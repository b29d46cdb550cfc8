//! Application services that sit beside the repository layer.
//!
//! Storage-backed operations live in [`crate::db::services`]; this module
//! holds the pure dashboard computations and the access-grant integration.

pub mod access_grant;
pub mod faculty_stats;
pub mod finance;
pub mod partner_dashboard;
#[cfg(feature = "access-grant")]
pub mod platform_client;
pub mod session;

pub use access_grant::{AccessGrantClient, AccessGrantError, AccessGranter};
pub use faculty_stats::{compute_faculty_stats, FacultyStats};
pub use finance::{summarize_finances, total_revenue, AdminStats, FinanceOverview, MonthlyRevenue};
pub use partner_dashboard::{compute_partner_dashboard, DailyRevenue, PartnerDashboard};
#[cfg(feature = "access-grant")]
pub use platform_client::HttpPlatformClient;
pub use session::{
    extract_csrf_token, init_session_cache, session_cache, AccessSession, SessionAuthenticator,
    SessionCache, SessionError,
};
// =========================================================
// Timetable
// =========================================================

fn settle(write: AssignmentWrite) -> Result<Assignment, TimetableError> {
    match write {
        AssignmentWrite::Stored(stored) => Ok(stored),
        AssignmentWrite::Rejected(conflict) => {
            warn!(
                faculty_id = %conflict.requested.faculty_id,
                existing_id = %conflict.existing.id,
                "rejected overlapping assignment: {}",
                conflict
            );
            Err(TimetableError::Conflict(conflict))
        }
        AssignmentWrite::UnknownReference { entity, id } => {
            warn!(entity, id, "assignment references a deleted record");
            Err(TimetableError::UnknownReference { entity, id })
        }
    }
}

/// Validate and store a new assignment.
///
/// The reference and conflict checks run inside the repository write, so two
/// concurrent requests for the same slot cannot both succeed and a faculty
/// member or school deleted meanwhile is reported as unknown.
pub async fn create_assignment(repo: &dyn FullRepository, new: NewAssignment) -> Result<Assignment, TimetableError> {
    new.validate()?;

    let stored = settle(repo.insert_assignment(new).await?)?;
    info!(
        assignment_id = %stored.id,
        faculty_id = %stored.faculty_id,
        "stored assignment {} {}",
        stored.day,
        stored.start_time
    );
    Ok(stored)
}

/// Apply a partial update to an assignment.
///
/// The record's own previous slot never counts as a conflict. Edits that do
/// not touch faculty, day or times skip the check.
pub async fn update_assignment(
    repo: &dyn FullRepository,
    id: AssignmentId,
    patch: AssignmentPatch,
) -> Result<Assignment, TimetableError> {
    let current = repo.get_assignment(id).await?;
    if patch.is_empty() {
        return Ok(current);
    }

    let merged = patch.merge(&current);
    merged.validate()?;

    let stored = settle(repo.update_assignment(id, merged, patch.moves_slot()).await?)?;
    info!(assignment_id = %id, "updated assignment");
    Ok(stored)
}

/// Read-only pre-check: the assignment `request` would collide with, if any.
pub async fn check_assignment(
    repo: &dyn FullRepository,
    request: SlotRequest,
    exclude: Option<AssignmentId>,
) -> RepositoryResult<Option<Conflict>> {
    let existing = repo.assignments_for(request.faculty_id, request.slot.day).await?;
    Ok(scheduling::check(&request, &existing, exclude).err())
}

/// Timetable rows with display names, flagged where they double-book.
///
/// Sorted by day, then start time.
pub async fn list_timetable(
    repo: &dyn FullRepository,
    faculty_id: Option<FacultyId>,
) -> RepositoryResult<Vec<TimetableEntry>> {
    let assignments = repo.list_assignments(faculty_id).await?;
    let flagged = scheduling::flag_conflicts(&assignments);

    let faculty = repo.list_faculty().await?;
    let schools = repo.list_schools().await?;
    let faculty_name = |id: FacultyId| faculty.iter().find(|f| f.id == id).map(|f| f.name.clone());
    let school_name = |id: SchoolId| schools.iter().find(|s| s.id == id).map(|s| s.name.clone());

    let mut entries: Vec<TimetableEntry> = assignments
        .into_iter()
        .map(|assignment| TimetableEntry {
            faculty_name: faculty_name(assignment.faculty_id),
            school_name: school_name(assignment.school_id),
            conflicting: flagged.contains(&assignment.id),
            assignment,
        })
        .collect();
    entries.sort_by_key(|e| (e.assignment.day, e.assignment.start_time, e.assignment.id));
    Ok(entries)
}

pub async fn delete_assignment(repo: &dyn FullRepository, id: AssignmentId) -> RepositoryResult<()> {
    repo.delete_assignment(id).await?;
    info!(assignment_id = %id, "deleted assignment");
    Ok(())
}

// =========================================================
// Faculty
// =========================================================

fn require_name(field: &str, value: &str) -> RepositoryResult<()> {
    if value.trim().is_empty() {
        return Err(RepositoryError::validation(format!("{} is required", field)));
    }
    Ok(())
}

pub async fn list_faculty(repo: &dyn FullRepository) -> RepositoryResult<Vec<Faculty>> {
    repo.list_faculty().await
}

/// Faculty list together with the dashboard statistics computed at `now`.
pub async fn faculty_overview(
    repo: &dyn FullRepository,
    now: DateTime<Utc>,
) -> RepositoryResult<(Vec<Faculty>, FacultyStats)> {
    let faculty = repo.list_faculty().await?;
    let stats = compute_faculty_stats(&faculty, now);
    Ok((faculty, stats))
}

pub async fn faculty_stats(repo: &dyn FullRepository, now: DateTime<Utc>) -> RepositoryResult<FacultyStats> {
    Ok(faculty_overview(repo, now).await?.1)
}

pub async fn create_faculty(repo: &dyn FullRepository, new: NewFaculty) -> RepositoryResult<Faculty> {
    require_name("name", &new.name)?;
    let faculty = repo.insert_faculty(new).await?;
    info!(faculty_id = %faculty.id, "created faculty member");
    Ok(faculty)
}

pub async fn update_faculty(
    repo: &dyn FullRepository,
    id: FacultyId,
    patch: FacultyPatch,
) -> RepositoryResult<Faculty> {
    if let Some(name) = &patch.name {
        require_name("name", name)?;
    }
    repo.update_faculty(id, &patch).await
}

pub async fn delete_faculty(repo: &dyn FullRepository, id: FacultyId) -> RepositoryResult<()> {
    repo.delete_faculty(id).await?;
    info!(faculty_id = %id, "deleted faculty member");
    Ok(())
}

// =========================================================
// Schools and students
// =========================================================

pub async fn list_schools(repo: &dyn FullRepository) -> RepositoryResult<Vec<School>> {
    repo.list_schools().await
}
━━━━━━━━━━━━━━━━
Task goal —
Begin at the first line of the material above. Transcribe each line exactly, ending with the line that contains "pub mod faculty_stats;".

Response —
repository b29d46cdb550cfc8
//! Application services that sit beside the repository layer.
//!
//! Storage-backed operations live in [`crate::db::services`]; this module
//! holds the pure dashboard computations and the access-grant integration.

pub mod access_grant;
pub mod faculty_stats;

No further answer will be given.